10月25日、紀北から紀南まで駆け巡ってお仕事。最後に本宮大社で時宗本山遊行寺の名宝にまみえる。

熊野本宮大社宝物殿
 御創建二千五十年奉祝式年記念特別展 時宗と熊野
(前期8月5日~9月25日・後期9月30日~11月11日)

 熊野本宮大社では崇神天皇65年を起点とした奉祝行事中。宝物殿では時宗と熊野の深いつながりを踏まえ、神奈川・遊行寺(清浄光寺)の寺宝を紹介。
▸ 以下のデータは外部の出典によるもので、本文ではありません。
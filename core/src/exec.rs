//! The execution interface the data-access layer runs statements through.

use rowgate_types::Dialect;

use crate::error::Result;
use crate::row::Row;
use crate::sql::SQL;
use crate::value::Value;

/// A rendered statement: SQL text plus its bound values, in placeholder order.
#[derive(Debug, Clone, PartialEq)]
pub struct Statement {
    pub sql: String,
    pub params: Vec<Value>,
}

impl Statement {
    /// Renders `sql` for `dialect`.
    pub fn render(sql: &SQL, dialect: Dialect) -> Self {
        let (sql, params) = sql.build(dialect);
        Self { sql, params }
    }
}

/// A SQL execution channel supplied by a driver.
///
/// Implementations own connection handling; they may wrap a bare connection,
/// a pooled connection or an open transaction. Failures are reported as
/// [`RowgateError::ExecutionFailure`](crate::RowgateError::ExecutionFailure).
#[allow(async_fn_in_trait)]
pub trait Executor {
    /// Dialect used to render statements for this executor.
    fn dialect(&self) -> Dialect;

    /// Runs a statement that returns rows.
    async fn query(&self, statement: &Statement) -> Result<Vec<Row>>;

    /// Runs a statement and returns the number of affected rows.
    async fn execute(&self, statement: &Statement) -> Result<u64>;
}

impl<E: Executor> Executor for &E {
    fn dialect(&self) -> Dialect {
        (**self).dialect()
    }

    async fn query(&self, statement: &Statement) -> Result<Vec<Row>> {
        (**self).query(statement).await
    }

    async fn execute(&self, statement: &Statement) -> Result<u64> {
        (**self).execute(statement).await
    }
}
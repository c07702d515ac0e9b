//! # rowgate
//!
//! A typed data-access layer over a SQL execution channel: structured filters
//! compiled to parameterized SQL, offset and keyset pagination, and per-request
//! batched loaders that collapse N point lookups into one query.
//!
//! ## Quick Start
//!
//! ```rust
//! # #[cfg(feature = "rusqlite")]
//! # fn main() -> rowgate::Result<()> {
//! use rowgate::prelude::*;
//! use rowgate::sqlite::SqliteExecutor;
//!
//! let schema = SchemaDef::new().with_table(
//!     TableDef::new("posts")
//!         .with_column(ColumnDef::new("post_id", SemanticType::Number))
//!         .with_column(ColumnDef::new("message", SemanticType::String))
//!         .with_column(ColumnDef::new("deleted", SemanticType::Boolean).nullable())
//!         .with_primary_key(["post_id"]),
//! );
//!
//! let conn = rusqlite::Connection::open_in_memory()?;
//! conn.execute_batch(
//!     "CREATE TABLE posts (post_id INTEGER PRIMARY KEY, message TEXT NOT NULL, deleted INTEGER);
//!      INSERT INTO posts VALUES (1, 'test 2', NULL), (2, 'first', NULL);",
//! )?;
//!
//! let gate = Rowgate::new(schema);
//! let scope = gate.scope(SqliteExecutor::new(&conn));
//! let posts = scope.table("posts")?;
//!
//! let rt = tokio::runtime::Builder::new_current_thread().build().unwrap();
//! let rows = rt.block_on(posts.find_many(&FindMany::new().filter(col("message").contains("est"))))?;
//! assert_eq!(rows.len(), 1);
//! assert_eq!(rows[0].get("post_id"), Some(&Value::Integer(1)));
//! # Ok(())
//! # }
//! # #[cfg(not(feature = "rusqlite"))]
//! # fn main() {}
//! ```
//!
//! ## Units of work
//!
//! [`Rowgate`] holds the schema and configuration and is shared. Each request
//! opens its own [`Scope`], which owns the loader caches for that request and
//! is dropped with it.
//!
//! ## Database Support
//!
//! | Database   | Driver   | Feature Flag |
//! |------------|----------|--------------|
//! | SQLite     | rusqlite | `rusqlite`   |
//!
//! Any other engine plugs in by implementing [`Executor`].

pub mod config;
mod scope;
mod table;

pub use config::{LoaderConfig, RowgateConfig};
pub use scope::{Rowgate, Scope};
pub use table::{FindMany, TableClient};

pub use rowgate_core::{
    BatchLoader, Cursor, Direction, Executor, Filter, FilterCompiler, LoaderKey, LoaderKind,
    LoaderOptions, OrderPlan, OrderSpec, Page, Result, Row, RowgateError, SQL, Statement, Value,
    build_order_and_limit, col, rel,
};
pub use rowgate_types::{
    ColumnDef, Dialect, KeyDef, RelationDef, SchemaDef, SemanticType, TableDef,
};

pub use rowgate_core;
pub use rowgate_types;

/// SQLite driver.
#[cfg(feature = "rusqlite")]
pub mod sqlite {
    pub use rowgate_sqlite::*;
}

/// Prelude module for commonly used types
pub mod prelude {
    pub use crate::{FindMany, Rowgate, RowgateConfig, Scope, TableClient};
    pub use rowgate_core::{
        Cursor, Direction, Executor, Filter, LoaderKey, OrderSpec, Page, Row, RowgateError, Value,
        col, rel,
    };
    pub use rowgate_types::prelude::*;
}
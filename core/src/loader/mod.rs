//! Batched, per-scope row loaders.
//!
//! A [`BatchLoader`] serves point lookups on one key of one table. Lookups
//! issued in the same scheduling turn are coalesced into a single query,
//! results are memoized for the lifetime of the loader, and a failed batch is
//! reported to every requester in it without being cached.

mod key;

pub use key::LoaderKey;

use std::sync::{Arc, Mutex, MutexGuard, PoisonError};

use compact_str::CompactString;
use hashbrown::HashMap;
use rowgate_types::SchemaDef;
use tokio::sync::OnceCell;

use crate::error::{Result, RowgateError};
use crate::exec::{Executor, Statement};
use crate::filter::{Filter, FilterCompiler, col};
use crate::helpers;
use crate::order::{OrderSpec, Page, build_order_and_limit};
use crate::row::Row;
use crate::sql::SQL;
use crate::{rowgate_trace_batch, rowgate_warn};
use key::CanonicalKey;

/// Whether a loader resolves one row or a row set per key.
#[derive(Debug, Clone, Copy, PartialEq, Eq, Hash)]
pub enum LoaderKind {
    /// Backed by a unique key; resolves to at most one row
    Unique,
    /// Backed by a non-unique key; resolves to every matching row
    Many,
}

/// Batching knobs.
#[derive(Debug, Clone, Copy, PartialEq, Eq)]
pub struct LoaderOptions {
    /// Cooperative yields between enqueueing a key and flushing its batch
    pub yield_turns: usize,
    /// Seal a batch once it holds this many keys
    pub max_batch_size: Option<usize>,
}

impl Default for LoaderOptions {
    fn default() -> Self {
        Self {
            yield_turns: 1,
            max_batch_size: None,
        }
    }
}

type BatchRows = Arc<HashMap<CanonicalKey, Vec<Row>>>;

/// Keys flushed together in one query.
struct Batch {
    epoch: u64,
    /// First ordering requested in this batch; applies to every key in it
    order: Option<OrderSpec>,
    keys: Mutex<Vec<CanonicalKey>>,
    outcome: OnceCell<Result<BatchRows>>,
}

enum Entry {
    Pending(Arc<Batch>),
    Resolved {
        rows: Vec<Row>,
        order: Option<OrderSpec>,
    },
}

#[derive(Default)]
struct LoaderState {
    entries: HashMap<CanonicalKey, Entry>,
    open: Option<Arc<Batch>>,
    /// Bumped by `clear`; batches from an older epoch do not populate the cache
    epoch: u64,
}

/// Coalescing, caching loader for one (table, key) pair.
///
/// A loader is owned by a single unit of work. Sharing one across independent
/// requests would leak cached rows between them; create a fresh loader (or
/// [`clear`](Self::clear) it) per request.
pub struct BatchLoader {
    schema: Arc<SchemaDef>,
    table: CompactString,
    columns: Vec<CompactString>,
    kind: LoaderKind,
    options: LoaderOptions,
    state: Mutex<LoaderState>,
}

impl std::fmt::Debug for BatchLoader {
    fn fmt(&self, f: &mut std::fmt::Formatter<'_>) -> std::fmt::Result {
        f.debug_struct("BatchLoader")
            .field("table", &self.table)
            .field("columns", &self.columns)
            .field("kind", &self.kind)
            .finish_non_exhaustive()
    }
}

impl BatchLoader {
    /// Creates a loader on the declared key of `table` covering `columns`.
    ///
    /// A [`LoaderKind::Unique`] loader needs a unique key and a
    /// [`LoaderKind::Many`] loader a non-unique one; key columns must be
    /// string or number columns.
    pub fn new(
        schema: Arc<SchemaDef>,
        table: &str,
        columns: &[&str],
        kind: LoaderKind,
        options: LoaderOptions,
    ) -> Result<Self> {
        let table_def = schema
            .table(table)
            .ok_or_else(|| RowgateError::UnknownTable(table.into()))?;
        let unknown_key = || RowgateError::UnknownKey {
            table: table.into(),
            columns: columns.join(", ").into(),
        };

        let key = match kind {
            LoaderKind::Unique => table_def.unique_key(columns),
            LoaderKind::Many => table_def.non_unique_key(columns),
        }
        .ok_or_else(unknown_key)?;

        let loadable = key.columns.iter().all(|column| {
            table_def
                .column(column)
                .is_some_and(|def| def.semantic.is_loader_key())
        });
        if !loadable {
            return Err(unknown_key());
        }

        let columns = key.columns.iter().map(|c| CompactString::from(c.as_str())).collect();
        Ok(Self {
            schema,
            table: table.into(),
            columns,
            kind,
            options,
            state: Mutex::new(LoaderState::default()),
        })
    }

    pub fn table(&self) -> &str {
        &self.table
    }

    /// Key columns in declaration order.
    pub fn columns(&self) -> impl Iterator<Item = &str> {
        self.columns.iter().map(CompactString::as_str)
    }

    pub const fn kind(&self) -> LoaderKind {
        self.kind
    }

    /// Loads the row with `key`, or `None` when there is none.
    pub async fn load_one<E: Executor>(&self, exec: &E, key: &LoaderKey) -> Result<Option<Row>> {
        let rows = self.load(exec, key, None).await?;
        Ok(rows.into_iter().next())
    }

    /// Loads every row with `key`.
    ///
    /// The ordering is not part of the cache key, and it is chosen per batch:
    /// the batch's first request fixes the ordering for every key it fetches,
    /// including keys no earlier request has seen. A request joining that batch
    /// with a different ordering gets the batch's ordering and a `warn` event.
    /// Later requests for a cached key likewise get the ordering it was fetched
    /// with.
    pub async fn load_many<E: Executor>(
        &self,
        exec: &E,
        key: &LoaderKey,
        order: Option<&OrderSpec>,
    ) -> Result<Vec<Row>> {
        self.load(exec, key, order).await
    }

    /// Drops every cached and pending entry. Batches already in flight still
    /// answer their requesters but no longer populate the cache.
    pub fn clear(&self) {
        let mut state = self.lock();
        state.entries.clear();
        state.open = None;
        state.epoch += 1;
    }

    async fn load<E: Executor>(
        &self,
        exec: &E,
        key: &LoaderKey,
        order: Option<&OrderSpec>,
    ) -> Result<Vec<Row>> {
        let table = self
            .schema
            .table(&self.table)
            .ok_or_else(|| RowgateError::UnknownTable(self.table.clone()))?;
        let canonical = CanonicalKey::new(table, &self.columns, key)?;
        let order = match self.kind {
            LoaderKind::Unique => None,
            LoaderKind::Many => order,
        };

        let batch = {
            let mut state = self.lock();
            match state.entries.get(&canonical) {
                Some(Entry::Resolved { rows, order: first }) => {
                    self.check_order(first.as_ref(), order);
                    return Ok(rows.clone());
                }
                Some(Entry::Pending(batch)) => {
                    self.check_order(batch.order.as_ref(), order);
                    Arc::clone(batch)
                }
                None => {
                    let batch = self.enqueue(&mut state, canonical.clone(), order);
                    state
                        .entries
                        .insert(canonical.clone(), Entry::Pending(Arc::clone(&batch)));
                    batch
                }
            }
        };

        for _ in 0..self.options.yield_turns {
            tokio::task::yield_now().await;
        }

        let outcome = batch
            .outcome
            .get_or_init(|| self.dispatch(exec, &batch))
            .await;
        match outcome {
            Ok(resolved) => Ok(resolved.get(&canonical).cloned().unwrap_or_default()),
            Err(error) => Err(error.clone()),
        }
    }

    /// Adds `key` to the open batch, opening one if needed.
    fn enqueue(
        &self,
        state: &mut LoaderState,
        key: CanonicalKey,
        order: Option<&OrderSpec>,
    ) -> Arc<Batch> {
        let batch = match &state.open {
            Some(open) => {
                self.check_order(open.order.as_ref(), order);
                Arc::clone(open)
            }
            None => {
                let batch = Arc::new(Batch {
                    epoch: state.epoch,
                    order: order.cloned(),
                    keys: Mutex::new(Vec::new()),
                    outcome: OnceCell::new(),
                });
                state.open = Some(Arc::clone(&batch));
                batch
            }
        };

        let size = {
            let mut keys = lock(&batch.keys);
            keys.push(key);
            keys.len()
        };
        if self
            .options
            .max_batch_size
            .is_some_and(|max| max > 0 && size >= max)
        {
            state.open = None;
        }
        batch
    }

    /// Runs `batch` and records its outcome in the cache.
    async fn dispatch<E: Executor>(&self, exec: &E, batch: &Arc<Batch>) -> Result<BatchRows> {
        {
            let mut state = self.lock();
            if state
                .open
                .as_ref()
                .is_some_and(|open| Arc::ptr_eq(open, batch))
            {
                state.open = None;
            }
        }
        let keys = lock(&batch.keys).clone();
        rowgate_trace_batch!(self.table, keys.len());

        let outcome = self.fetch(exec, batch, &keys).await;

        let mut state = self.lock();
        if state.epoch == batch.epoch {
            for key in &keys {
                let ours = matches!(
                    state.entries.get(key),
                    Some(Entry::Pending(pending)) if Arc::ptr_eq(pending, batch)
                );
                if !ours {
                    continue;
                }
                match &outcome {
                    Ok(resolved) => {
                        let rows = resolved.get(key).cloned().unwrap_or_default();
                        state.entries.insert(
                            key.clone(),
                            Entry::Resolved {
                                rows,
                                order: batch.order.clone(),
                            },
                        );
                    }
                    Err(_) => {
                        state.entries.remove(key);
                    }
                }
            }
        }
        outcome
    }

    async fn fetch<E: Executor>(
        &self,
        exec: &E,
        batch: &Batch,
        keys: &[CanonicalKey],
    ) -> Result<BatchRows> {
        let compiler = FilterCompiler::new(&self.schema);
        let table = compiler.table(&self.table)?;
        let dialect = exec.dialect();

        let condition = compiler.compile(&self.table, &self.key_filter(keys))?;
        let order_by = match &batch.order {
            Some(order) => build_order_and_limit(table, order, &Page::default(), dialect)?.order_by,
            None => SQL::empty(),
        };
        let sql = helpers::select(&self.table, condition, order_by, SQL::empty());

        let rows = exec.query(&Statement::render(&sql, dialect)).await?;

        let mut resolved: HashMap<CanonicalKey, Vec<Row>> = HashMap::with_capacity(keys.len());
        for row in rows {
            let row = row.conform(table);
            if let Some(key) = CanonicalKey::from_row(&self.columns, &row) {
                resolved.entry(key).or_default().push(row);
            }
        }
        Ok(Arc::new(resolved))
    }

    /// `col IN (...)` for single-column keys, an OR of conjunctions otherwise.
    fn key_filter(&self, keys: &[CanonicalKey]) -> Filter {
        if let [column] = self.columns.as_slice() {
            return col(column.as_str())
                .is_in(keys.iter().map(|key| key.0[0].to_value()))
                .into();
        }

        Filter::or(keys.iter().map(|key| {
            Filter::and(
                self.columns
                    .iter()
                    .zip(key.0.iter())
                    .map(|(column, part)| col(column.as_str()).equals(part.to_value())),
            )
        }))
    }

    fn check_order(&self, first: Option<&OrderSpec>, requested: Option<&OrderSpec>) {
        if let Some(requested) = requested
            && first != Some(requested)
        {
            rowgate_warn!(
                table = %self.table,
                requested = ?requested,
                applied = ?first,
                "rowgate.loader: ordering differs from the first request for this key; keeping the first"
            );
        }
    }

    fn lock(&self) -> MutexGuard<'_, LoaderState> {
        lock(&self.state)
    }
}

fn lock<T>(mutex: &Mutex<T>) -> MutexGuard<'_, T> {
    mutex.lock().unwrap_or_else(PoisonError::into_inner)
}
一遍所持の持蓮華、一遍筆の名号、一遍自筆の一期不断念仏結番(弘安元年〔1278〕)、名号と並び描かれる一遍上人像(神奈川県指定)、熊野大権現神輿などなど、遊行寺の「聖遺物」ともいうべき重宝が並ぶ。一遍上人縁起絵巻(神奈川県指定)の初期作例である遊行寺本は、巻一の本宮社殿前で山伏姿の熊野権現に一遍が諭され宗教的確信を得る熊野成道の重要場面を展示して熊野とのつながりを明示し、ほか熊野三所権現を描き込んだ西国三十三所観音像も地域性のある資料。近隣の世界遺産熊野本宮館会場では、展示資料を高精細な拡大パネルにして展示。図録なし。
 拝観後、往昔の宗教的景観を思い描きながら大斎原を参拝。河原に降りて熊野川を眺める。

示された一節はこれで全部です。